At first glance, comparing Hill's R-rated actioner to Ivan Reitman's beloved family comedy seems like an unfair comparison. On the other hand, contrasting the two actually yields insight into why one worked and the other did not, and frankly, the key is Schwarzenegger's costars. This not to suggest Jim Belushi is a bad actor or that Danny DeVito is better. Instead, Belushi is not particularly funny or all that interesting as the loudmouthed, brash and unconventional Chicago detective assigned to help Danko in capturing a Georgian drug kingpin (Ed O'Ross). Meant to be eccentric and unorthodox in his tactics, Belushi's gumshoe spends more time yelling what should be funny lines, clownishly reacting to Danko's devil-may-care methods and basically being schooled by Danko's ironically effective detective work.
Speaking of a better super sleuth, a noteworthy positive in Red Heat is its script, which Hill co-wrote with Harry Kleiner (Bullitt) and Troy Kennedy-Martin (The Italian Job). The plot blatantly adheres to the familiar buddy-cop formula popularized by Hill's 48 Hrs. and was very popular at the time, leaving very little room for surprises while also making for a predictable movie. Be that as it may, Hill applies the conventional blueprint to the police procedural where we see our odd-couple protagonists actually follow the clues, question suspects and known associates, and find themselves entangled in a complex situation that involves Soviet Russia at a time when international tensions were very high. And in this, the movie makes for an easy watch worth checking out as one of many Schwarzenegger favorites.

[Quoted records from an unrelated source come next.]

//! JSON-RPC surface for the peerpool node pool.
//!
//! Requests arrive as JSON-RPC 2.0 over HTTP POST. Every method except
//! `pool_status` is authenticated: the params object carries the
//! caller's node id, a strictly-increasing nonce, and an Ed25519
//! signature over (method, nonce, params). Nonce verification precedes
//! dispatch, so a replayed request dies before it can touch the pool.

pub mod envelope;
pub mod error;
pub mod server;

pub use error::RpcError;
pub use server::{router, RpcState};
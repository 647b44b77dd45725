//! Request and response shapes for the pool's RPC surface.
//!
//! These are the wire types: field names here are the JSON field names
//! clients see, so renames are protocol changes.

use serde::{Deserialize, Serialize};
use std::collections::BTreeMap;

use peerpool_store::{Balance, Node};
use peerpool_types::Amount;

/// Request type for host registration.
#[derive(Clone, Debug, Serialize, Deserialize)]
pub struct HostRequest {
    /// The node implementation family the host serves: "geth", "parity", ...
    pub kind: String,
    /// Wallet account that host credit accrues to. Empty = anonymous
    /// (credit tracked against the node itself).
    #[serde(default)]
    pub payout: String,
    /// Optional public node URI override, useful when the pool agent runs
    /// on a different address than the served node. Otherwise the pool
    /// derives the URI from the connection's remote address and the
    /// default service port.
    #[serde(default, skip_serializing_if = "Option::is_none")]
    pub node_uri: Option<String>,
}

#[derive(Clone, Debug, Serialize, Deserialize)]
pub struct HostResponse {
    pub pool_version: String,
}

/// Request type for a client asking the pool for hosts.
#[derive(Clone, Debug, Serialize, Deserialize)]
pub struct ClientRequest {
    pub kind: String,
    /// Number of hosts requested; 0 or absent means the pool default.
    #[serde(default)]
    pub num_hosts: usize,
}

/// A host a client may dial.
#[derive(Clone, Debug, Serialize, Deserialize)]
pub struct HostInfo {
    pub id: String,
    pub uri: String,
    pub kind: String,
}

impl From<&Node> for HostInfo {
    fn from(node: &Node) -> Self {
        Self {
            id: node.id.to_string(),
            uri: node.uri.clone(),
            kind: node.kind.clone(),
        }
    }
}

#[derive(Clone, Debug, Serialize, Deserialize)]
pub struct ClientResponse {
    /// Hosts ready for the client to connect to.
    pub hosts: Vec<HostInfo>,
    pub pool_version: String,
    /// Operator-configured welcome prompt, e.g. a link for managing the
    /// account's deposit.
    #[serde(default, skip_serializing_if = "Option::is_none")]
    pub message: Option<String>,
}

/// Keepalive request sharing the node's current peering info.
#[derive(Clone, Debug, Serialize, Deserialize)]
pub struct UpdateRequest {
    /// URIs (or bare ids) of the peers this node is currently serving or
    /// being served by.
    pub peers: Vec<String>,
    /// Head block the node is synced to; 0 when unknown.
    #[serde(default)]
    pub block_number: u64,
}

#[derive(Clone, Debug, Serialize, Deserialize)]
pub struct UpdateResponse {
    #[serde(default, skip_serializing_if = "Option::is_none")]
    pub balance: Option<Balance>,
    /// Declared peers the pool no longer corroborates; the node should
    /// disconnect them.
    pub invalid_peers: Vec<String>,
    /// Set when a client's credit fell below the pool minimum: the
    /// balance above still applies, but hosts will stop serving soon.
    #[serde(default, skip_serializing_if = "std::ops::Not::not")]
    pub insufficient_balance: bool,
}

#[derive(Clone, Debug, Serialize, Deserialize)]
pub struct WithdrawRequest {
    /// Gross amount to withdraw from pool credit, in raw units.
    pub amount: Amount,
}

#[derive(Clone, Debug, Serialize, Deserialize)]
pub struct WithdrawResponse {
    /// Settlement transaction reference, when the authority returned one.
    #[serde(default, skip_serializing_if = "Option::is_none")]
    pub tx: Option<String>,
    /// Net amount settled (gross minus the withdrawal fee).
    pub settled_amount: Amount,
}

/// Aggregated pool metrics for dashboards.
#[derive(Clone, Debug, Serialize, Deserialize)]
pub struct StatusResponse {
    /// Active host count by kind.
    pub hosts: BTreeMap<String, u64>,
    pub total_balance: Amount,
    /// Deposits held by the settlement authority; absent for pools
    /// running without a contract.
    #[serde(default, skip_serializing_if = "Option::is_none")]
    pub total_deposit: Option<Amount>,
    pub pool_version: String,
    pub uptime_secs: u64,
}
//! Sealed storage for the settlement operator credential.
//!
//! The operator's Ed25519 seed lives on disk sealed under a passphrase:
//! Argon2id stretches the passphrase into an AES-256-GCM key, and the
//! file records the exact work parameters it was sealed with, so
//! raising the defaults later never locks an existing keystore out.
//! The daemon reads the passphrase from [`KEYSTORE_PASSPHRASE_ENV`] at
//! startup; sealing happens once, in operator tooling.

use aes_gcm::aead::{Aead, KeyInit};
use aes_gcm::{Aes256Gcm, Nonce};
use argon2::{Algorithm, Argon2, Params, Version};
use rand::RngCore;
use serde::{Deserialize, Serialize};
use std::path::Path;

use crate::PoolError;

/// Environment variable holding the keystore passphrase.
pub const KEYSTORE_PASSPHRASE_ENV: &str = "POOL_KEYSTORE_PASSPHRASE";

/// Tag distinguishing pool operator keystores from any other JSON file
/// an operator might point the daemon at.
const FORMAT_TAG: &str = "peerpool/operator-key/v1";

const SALT_LEN: usize = 16;
/// AES-GCM nonce length (96 bits); the seal field starts with it.
const NONCE_LEN: usize = 12;
const SEED_LEN: usize = 32;

/// Argon2id work parameters, persisted next to the sealed seed.
///
/// Unsealing always uses the parameters from the file, never the
/// current defaults.
#[derive(Clone, Copy, Debug, PartialEq, Eq, Serialize, Deserialize)]
pub struct KdfCost {
    pub memory_kib: u32,
    pub time_cost: u32,
    pub lanes: u32,
}

impl Default for KdfCost {
    fn default() -> Self {
        // Interactive-unlock grade: the daemon unseals exactly once.
        Self {
            memory_kib: 64 * 1024,
            time_cost: 3,
            lanes: 1,
        }
    }
}

impl KdfCost {
    fn params(&self) -> Result<Params, PoolError> {
        Params::new(self.memory_kib, self.time_cost, self.lanes, Some(SEED_LEN))
            .map_err(|e| PoolError::Keystore(format!("bad KDF parameters: {e}")))
    }
}

/// A sealed operator seed, as serialized to the keystore JSON file.
#[derive(Clone, Debug, Serialize, Deserialize)]
pub struct OperatorKeystore {
    /// Must equal the pool's format tag.
    pub format: String,
    pub kdf: KdfCost,
    /// Hex-encoded KDF salt.
    pub salt: String,
    /// Hex-encoded nonce followed by the AES-256-GCM ciphertext.
    pub seal: String,
}

impl OperatorKeystore {
    /// Seal a 32-byte operator seed under a passphrase at default cost.
    pub fn seal(seed: &[u8; SEED_LEN], passphrase: &str) -> Result<Self, PoolError> {
        Self::seal_with_cost(seed, passphrase, KdfCost::default())
    }

    /// Seal with explicit work parameters.
    pub fn seal_with_cost(
        seed: &[u8; SEED_LEN],
        passphrase: &str,
        cost: KdfCost,
    ) -> Result<Self, PoolError> {
        let mut rng = rand::thread_rng();
        let mut salt = [0u8; SALT_LEN];
        rng.fill_bytes(&mut salt);
        let mut nonce = [0u8; NONCE_LEN];
        rng.fill_bytes(&mut nonce);

        let cipher = cipher_for(passphrase, &salt, cost)?;
        let ciphertext = cipher
            .encrypt(Nonce::from_slice(&nonce), seed.as_ref())
            .map_err(|e| PoolError::Keystore(format!("sealing failed: {e}")))?;

        let mut seal = nonce.to_vec();
        seal.extend_from_slice(&ciphertext);

        Ok(Self {
            format: FORMAT_TAG.to_string(),
            kdf: cost,
            salt: hex::encode(salt),
            seal: hex::encode(seal),
        })
    }

    /// Recover the operator seed.
    pub fn unseal(&self, passphrase: &str) -> Result<[u8; SEED_LEN], PoolError> {
        if self.format != FORMAT_TAG {
            return Err(PoolError::Keystore(format!(
                "not an operator keystore (format {:?}, expected {FORMAT_TAG:?})",
                self.format
            )));
        }
        let salt = decode_hex_field("salt", &self.salt)?;
        let sealed = decode_hex_field("seal", &self.seal)?;
        if sealed.len() <= NONCE_LEN {
            return Err(PoolError::Keystore("sealed payload too short".to_string()));
        }
        let (nonce, ciphertext) = sealed.split_at(NONCE_LEN);

        let cipher = cipher_for(passphrase, &salt, self.kdf)?;
        let seed = cipher.decrypt(Nonce::from_slice(nonce), ciphertext).map_err(|_| {
            PoolError::Keystore("wrong passphrase or corrupted keystore".to_string())
        })?;

        <[u8; SEED_LEN]>::try_from(seed.as_slice()).map_err(|_| {
            PoolError::Keystore(format!(
                "sealed seed has {} bytes, expected {SEED_LEN}",
                seed.len()
            ))
        })
    }

    /// Write the keystore as pretty-printed JSON.
    pub fn write(&self, path: &Path) -> Result<(), PoolError> {
        let json = serde_json::to_string_pretty(self)
            .map_err(|e| PoolError::Keystore(format!("keystore encoding failed: {e}")))?;
        std::fs::write(path, json)
            .map_err(|e| PoolError::Keystore(format!("failed to write keystore file: {e}")))
    }

    /// Read a keystore file.
    pub fn read(path: &Path) -> Result<Self, PoolError> {
        let json = std::fs::read_to_string(path)
            .map_err(|e| PoolError::Keystore(format!("failed to read keystore file: {e}")))?;
        serde_json::from_str(&json)
            .map_err(|e| PoolError::Keystore(format!("invalid keystore JSON: {e}")))
    }
}

/// Stretch the passphrase into the sealing cipher at the given cost.
fn cipher_for(passphrase: &str, salt: &[u8], cost: KdfCost) -> Result<Aes256Gcm, PoolError> {
    let argon2 = Argon2::new(Algorithm::Argon2id, Version::V0x13, cost.params()?);
    let mut key = [0u8; SEED_LEN];
    argon2
        .hash_password_into(passphrase.as_bytes(), salt, &mut key)
        .map_err(|e| PoolError::Keystore(format!("key derivation failed: {e}")))?;
    Aes256Gcm::new_from_slice(&key)
        .map_err(|e| PoolError::Keystore(format!("cipher init failed: {e}")))
}

fn decode_hex_field(field: &str, value: &str) -> Result<Vec<u8>, PoolError> {
    hex::decode(value).map_err(|e| PoolError::Keystore(format!("invalid {field} hex: {e}")))
}

#[cfg(test)]
mod tests {
    use super::*;

    /// Minimal Argon2id cost so the suite stays fast.
    fn light() -> KdfCost {
        KdfCost {
            memory_kib: 8,
            time_cost: 1,
            lanes: 1,
        }
    }

    #[test]
    fn seal_unseal_roundtrip() {
        let keystore =
            OperatorKeystore::seal_with_cost(&[42u8; 32], "open sesame", light()).expect("seal");
        assert_eq!(keystore.unseal("open sesame").expect("unseal"), [42u8; 32]);
    }

    #[test]
    fn wrong_passphrase_fails() {
        let keystore =
            OperatorKeystore::seal_with_cost(&[42u8; 32], "correct", light()).expect("seal");
        assert!(keystore.unseal("wrong").is_err());
    }

    #[test]
    fn unsealing_uses_the_stored_cost() {
        // A file sealed at non-default cost must unseal without the
        // caller knowing which parameters were used.
        let keystore =
            OperatorKeystore::seal_with_cost(&[7u8; 32], "pp", light()).expect("seal");
        assert_ne!(keystore.kdf, KdfCost::default());
        keystore.unseal("pp").expect("stored parameters govern");
    }

    #[test]
    fn foreign_format_is_rejected() {
        let mut keystore =
            OperatorKeystore::seal_with_cost(&[0u8; 32], "pp", light()).expect("seal");
        keystore.format = "somebody-elses-wallet/v3".to_string();
        assert!(keystore.unseal("pp").is_err());
    }

    #[test]
    fn tampered_seal_fails() {
        let mut keystore =
            OperatorKeystore::seal_with_cost(&[9u8; 32], "pp", light()).expect("seal");
        // Flip the last ciphertext byte.
        let flipped = if keystore.seal.ends_with('0') { "1" } else { "0" };
        keystore.seal.truncate(keystore.seal.len() - 1);
        keystore.seal.push_str(flipped);
        assert!(keystore.unseal("pp").is_err());
    }

    #[test]
    fn truncated_seal_is_rejected() {
        let mut keystore =
            OperatorKeystore::seal_with_cost(&[9u8; 32], "pp", light()).expect("seal");
        keystore.seal = "00".repeat(NONCE_LEN);
        assert!(keystore.unseal("pp").is_err());
    }

    #[test]
    fn file_roundtrip() {
        let dir = tempfile::tempdir().expect("temp dir");
        let path = dir.path().join("operator.json");
        let keystore =
            OperatorKeystore::seal_with_cost(&[99u8; 32], "file-test", light()).expect("seal");
        keystore.write(&path).expect("write");
        let loaded = OperatorKeystore::read(&path).expect("read");
        assert_eq!(loaded.unseal("file-test").expect("unseal"), [99u8; 32]);
    }

    #[test]
    fn read_missing_file_fails() {
        assert!(OperatorKeystore::read(Path::new("/nonexistent/operator.json")).is_err());
    }
}
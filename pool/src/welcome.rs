//! Welcome message template.
//!
//! A client's first response carries an operator-configured prompt, e.g.
//! a link to the balance-management page. The template has exactly one
//! variable, `{{NodeID}}`, bound to the caller's id; unknown placeholders
//! pass through literally so an operator typo is visible in the delivered
//! message instead of failing silently.

use peerpool_types::NodeId;

/// Default prompt; operators override it in the pool config.
pub const DEFAULT_WELCOME: &str = "Welcome to the pool! Manage your account balance at \
                                   https://pool.example.org/account?node={{NodeID}}";

const NODE_ID_VAR: &str = "{{NodeID}}";

/// An immutable, shareable welcome template.
#[derive(Clone, Debug)]
pub struct WelcomeTemplate {
    template: String,
}

impl WelcomeTemplate {
    pub fn new(template: impl Into<String>) -> Self {
        Self {
            template: template.into(),
        }
    }

    /// Render the prompt for a client. An empty template renders empty,
    /// which suppresses the message field entirely.
    pub fn render(&self, node_id: &NodeId) -> String {
        self.template.replace(NODE_ID_VAR, node_id.as_str())
    }

    pub fn is_empty(&self) -> bool {
        self.template.is_empty()
    }
}

impl Default for WelcomeTemplate {
    fn default() -> Self {
        Self::new(DEFAULT_WELCOME)
    }
}
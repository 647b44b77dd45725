//! Key material for request envelopes and the settlement operator.
//!
//! These are plain byte containers; signing and verification live with
//! their call sites (the RPC envelope and the settlement adapter).

use serde::{Deserialize, Deserializer, Serialize, Serializer};
use std::fmt;
use std::str::FromStr;

use crate::TypeError;

/// A 32-byte Ed25519 public key.
#[derive(Clone, Copy, PartialEq, Eq, Hash)]
pub struct PublicKey(pub [u8; 32]);

/// A 64-byte Ed25519 signature.
#[derive(Clone, Copy, PartialEq, Eq)]
pub struct Signature(pub [u8; 64]);

impl PublicKey {
    pub fn as_bytes(&self) -> &[u8; 32] {
        &self.0
    }

    pub fn to_hex(&self) -> String {
        hex_encode(&self.0)
    }
}

impl Signature {
    pub fn as_bytes(&self) -> &[u8; 64] {
        &self.0
    }

    pub fn to_hex(&self) -> String {
        hex_encode(&self.0)
    }
}

impl fmt::Debug for PublicKey {
    fn fmt(&self, f: &mut fmt::Formatter<'_>) -> fmt::Result {
        write!(f, "PublicKey({})", self.to_hex())
    }
}

impl fmt::Debug for Signature {
    fn fmt(&self, f: &mut fmt::Formatter<'_>) -> fmt::Result {
        write!(f, "Signature({})", self.to_hex())
    }
}

impl FromStr for PublicKey {
    type Err = TypeError;

    fn from_str(s: &str) -> Result<Self, Self::Err> {
        let bytes = hex_decode(s).map_err(|e| TypeError::InvalidKey(e))?;
        let arr: [u8; 32] = bytes
            .try_into()
            .map_err(|_| TypeError::InvalidKey(format!("expected 32 bytes: {s}")))?;
        Ok(Self(arr))
    }
}

impl FromStr for Signature {
    type Err = TypeError;

    fn from_str(s: &str) -> Result<Self, Self::Err> {
        let bytes = hex_decode(s).map_err(|e| TypeError::InvalidKey(e))?;
        let arr: [u8; 64] = bytes
            .try_into()
            .map_err(|_| TypeError::InvalidKey(format!("expected 64 bytes: {s}")))?;
        Ok(Self(arr))
    }
}

// Keys and signatures cross the JSON-RPC boundary as hex strings.
impl Serialize for PublicKey {
    fn serialize<S: Serializer>(&self, serializer: S) -> Result<S::Ok, S::Error> {
        serializer.serialize_str(&self.to_hex())
    }
}

impl<'de> Deserialize<'de> for PublicKey {
    fn deserialize<D: Deserializer<'de>>(deserializer: D) -> Result<Self, D::Error> {
        let s = String::deserialize(deserializer)?;
        s.parse().map_err(serde::de::Error::custom)
    }
}

impl Serialize for Signature {
    fn serialize<S: Serializer>(&self, serializer: S) -> Result<S::Ok, S::Error> {
        serializer.serialize_str(&self.to_hex())
    }
}

impl<'de> Deserialize<'de> for Signature {
    fn deserialize<D: Deserializer<'de>>(deserializer: D) -> Result<Self, D::Error> {
        let s = String::deserialize(deserializer)?;
        s.parse().map_err(serde::de::Error::custom)
    }
}

fn hex_encode(bytes: &[u8]) -> String {
    bytes.iter().map(|b| format!("{b:02x}")).collect()
}

fn hex_decode(s: &str) -> Result<Vec<u8>, String> {
    let s = s.strip_prefix("0x").unwrap_or(s);
    if s.len() % 2 != 0 {
        return Err(format!("odd-length hex string: {s}"));
    }
    (0..s.len())
        .step_by(2)
        .map(|i| {
            u8::from_str_radix(&s[i..i + 2], 16)
                .map_err(|e| format!("invalid hex at position {i}: {e}"))
        })
        .collect()
}

#[cfg(test)]
mod tests {
    use super::*;

    #[test]
    fn public_key_hex_round_trip() {
        let key = PublicKey([0x3C; 32]);
        let parsed: PublicKey = key.to_hex().parse().expect("parse");
        assert_eq!(parsed, key);
    }

    #[test]
    fn hex_prefix_accepted() {
        let key = PublicKey([0x01; 32]);
        let prefixed = format!("0x{}", key.to_hex());
        assert_eq!(prefixed.parse::<PublicKey>().expect("parse"), key);
    }

    #[test]
    fn wrong_length_rejected() {
        assert!("abcd".parse::<PublicKey>().is_err());
        assert!("zz".repeat(32).parse::<PublicKey>().is_err());
    }

    #[test]
    fn signature_hex_round_trip() {
        let sig = Signature([0x7E; 64]);
        let parsed: Signature = sig.to_hex().parse().expect("parse");
        assert_eq!(parsed, sig);
    }
}
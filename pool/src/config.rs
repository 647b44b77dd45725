//! Pool configuration with TOML file support.

use serde::{Deserialize, Serialize};
use std::path::PathBuf;

use peerpool_types::{Amount, NetworkId};

use crate::PoolError;

/// Which storage backend the pool runs on.
#[derive(Clone, Copy, Debug, PartialEq, Eq, Serialize, Deserialize)]
#[serde(rename_all = "lowercase")]
pub enum StoreBackend {
    /// Everything in memory; state is lost on restart.
    Memory,
    /// Durable LMDB database under `data_dir`.
    Lmdb,
}

/// Configuration for a peerpool instance.
///
/// Can be loaded from a TOML file via [`PoolConfig::from_toml_file`] or
/// built programmatically (e.g. for tests).
#[derive(Clone, Debug, Serialize, Deserialize)]
pub struct PoolConfig {
    /// Storage backend.
    #[serde(default = "default_store")]
    pub store: StoreBackend,

    /// Data directory for the LMDB backend.
    #[serde(default = "default_data_dir")]
    pub data_dir: PathBuf,

    /// Address the RPC server binds to.
    #[serde(default = "default_bind")]
    pub bind: String,

    /// Value for the Access-Control-Allow-Origin header, when set.
    #[serde(default)]
    pub allow_origin: Option<String>,

    /// Pool-wide ceiling on hosts returned per client request.
    #[serde(default = "default_max_request_hosts")]
    pub max_request_hosts: usize,

    /// Credit moved per corroborated peering per keepalive interval,
    /// in whole units (e.g. "0.000002").
    #[serde(default = "default_credit_per_interval")]
    pub credit_per_interval: String,

    /// Minimum client balance, in whole units, or "off" to disable.
    #[serde(default = "default_min_balance")]
    pub min_balance: String,

    /// Smallest withdrawable gross amount, in whole units.
    #[serde(default = "default_withdraw_min")]
    pub withdraw_min: String,

    /// Flat withdrawal fee, in whole units.
    #[serde(default = "default_withdraw_fee")]
    pub withdraw_fee: String,

    /// Seconds between settlement attempts per account.
    #[serde(default = "default_withdraw_cooldown")]
    pub withdraw_cooldown_secs: u64,

    /// Seconds a status snapshot stays cached.
    #[serde(default = "default_status_cache")]
    pub status_cache_secs: u64,

    /// Welcome message override; `{{NodeID}}` is bound to the caller.
    #[serde(default)]
    pub welcome: Option<String>,

    /// Log format: "human" or "json".
    #[serde(default = "default_log_format")]
    pub log_format: String,

    /// Log level filter: "trace", "debug", "info", "warn", "error".
    #[serde(default = "default_log_level")]
    pub log_level: String,

    /// Settlement contract; absent means the pool runs ledger-only.
    #[serde(default)]
    pub contract: Option<ContractConfig>,
}

/// Settlement authority wiring.
#[derive(Clone, Debug, Serialize, Deserialize)]
pub struct ContractConfig {
    /// Network the contract is deployed on: "mainnet", "testnet", "dev".
    pub network: String,

    /// Contract address on that network.
    pub address: String,

    /// Authority JSON-RPC endpoint; must be on the same network as the
    /// contract.
    pub rpc_url: String,

    /// Path to the operator's encrypted keystore. Without it the pool
    /// runs settlement read-only and withdrawals fail.
    #[serde(default)]
    pub keystore: Option<PathBuf>,
}

// ── Serde default helpers ──────────────────────────────────────────────

fn default_store() -> StoreBackend {
    StoreBackend::Memory
}

fn default_data_dir() -> PathBuf {
    PathBuf::from("./peerpool_data")
}

fn default_bind() -> String {
    "0.0.0.0:8080".to_string()
}

fn default_max_request_hosts() -> usize {
    10
}

fn default_credit_per_interval() -> String {
    "0.000002".to_string()
}

fn default_min_balance() -> String {
    "off".to_string()
}

fn default_withdraw_min() -> String {
    "0.005".to_string()
}

fn default_withdraw_fee() -> String {
    "0.0025".to_string()
}

fn default_withdraw_cooldown() -> u64 {
    3_600
}

fn default_status_cache() -> u64 {
    60
}

fn default_log_format() -> String {
    "human".to_string()
}

fn default_log_level() -> String {
    "info".to_string()
}

// ── Impl ───────────────────────────────────────────────────────────────

impl PoolConfig {
    /// Load configuration from a TOML file.
    pub fn from_toml_file(path: &str) -> Result<Self, PoolError> {
        let content =
            std::fs::read_to_string(path).map_err(|e| PoolError::Config(e.to_string()))?;
        Self::from_toml_str(&content)
    }

    /// Parse configuration from a TOML string.
    pub fn from_toml_str(s: &str) -> Result<Self, PoolError> {
        toml::from_str(s).map_err(|e| PoolError::Config(e.to_string()))
    }

    /// Serialize the configuration to a TOML string.
    pub fn to_toml_string(&self) -> String {
        toml::to_string_pretty(self).expect("PoolConfig is always serializable to TOML")
    }

    pub fn credit_per_interval(&self) -> Result<Amount, PoolError> {
        Amount::parse_units(&self.credit_per_interval)
            .map_err(|e| PoolError::Config(format!("credit_per_interval: {e}")))
    }

    /// The configured minimum balance, or `None` when disabled with "off".
    pub fn min_balance(&self) -> Result<Option<Amount>, PoolError> {
        if self.min_balance == "off" {
            return Ok(None);
        }
        Amount::parse_units(&self.min_balance)
            .map(Some)
            .map_err(|e| PoolError::Config(format!("min_balance: {e}")))
    }

    pub fn withdraw_min(&self) -> Result<Amount, PoolError> {
        Amount::parse_units(&self.withdraw_min)
            .map_err(|e| PoolError::Config(format!("withdraw_min: {e}")))
    }

    pub fn withdraw_fee(&self) -> Result<Amount, PoolError> {
        Amount::parse_units(&self.withdraw_fee)
            .map_err(|e| PoolError::Config(format!("withdraw_fee: {e}")))
    }
}

impl ContractConfig {
    pub fn network(&self) -> Result<NetworkId, PoolError> {
        self.network
            .parse()
            .map_err(|e| PoolError::Config(format!("contract.network: {e}")))
    }
}

impl Default for PoolConfig {
    fn default() -> Self {
        Self {
            store: default_store(),
            data_dir: default_data_dir(),
            bind: default_bind(),
            allow_origin: None,
            max_request_hosts: default_max_request_hosts(),
            credit_per_interval: default_credit_per_interval(),
            min_balance: default_min_balance(),
            withdraw_min: default_withdraw_min(),
            withdraw_fee: default_withdraw_fee(),
            withdraw_cooldown_secs: default_withdraw_cooldown(),
            status_cache_secs: default_status_cache(),
            welcome: None,
            log_format: default_log_format(),
            log_level: default_log_level(),
            contract: None,
        }
    }
}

Vital Disc Stats: The Ultra HD Blu-ray
Lionsgate Home Entertainment brings Walter Hill's Red Heat to 4K Ultra HD Blu-ray as a two-disc combo pack with a flyer for a Digital Copy. The code can be redeemed via moviesredeem.com or through VUDU, but only the 1080p HD version with legacy Dolby Digital Plus 5.1 audio is available. The triple-layered UHD100 disc sits comfortably opposite the same Region A locked, BD50 disc and housed inside a black, eco-cutout case. At startup, the disc goes straight to the usual menu screen with full-motion clips and music playing in the background.
The cult buddy-cop action favorite walks past airport security packing an overall good-looking HEVC H.265 encode. However, despite reportedly coming from a fresh 4K remaster of the original 35mm camera negatives by StudioCanal, the new transfer still manages to set off enough alarms and cast suspicions to keep it on this side of completing its successful mission.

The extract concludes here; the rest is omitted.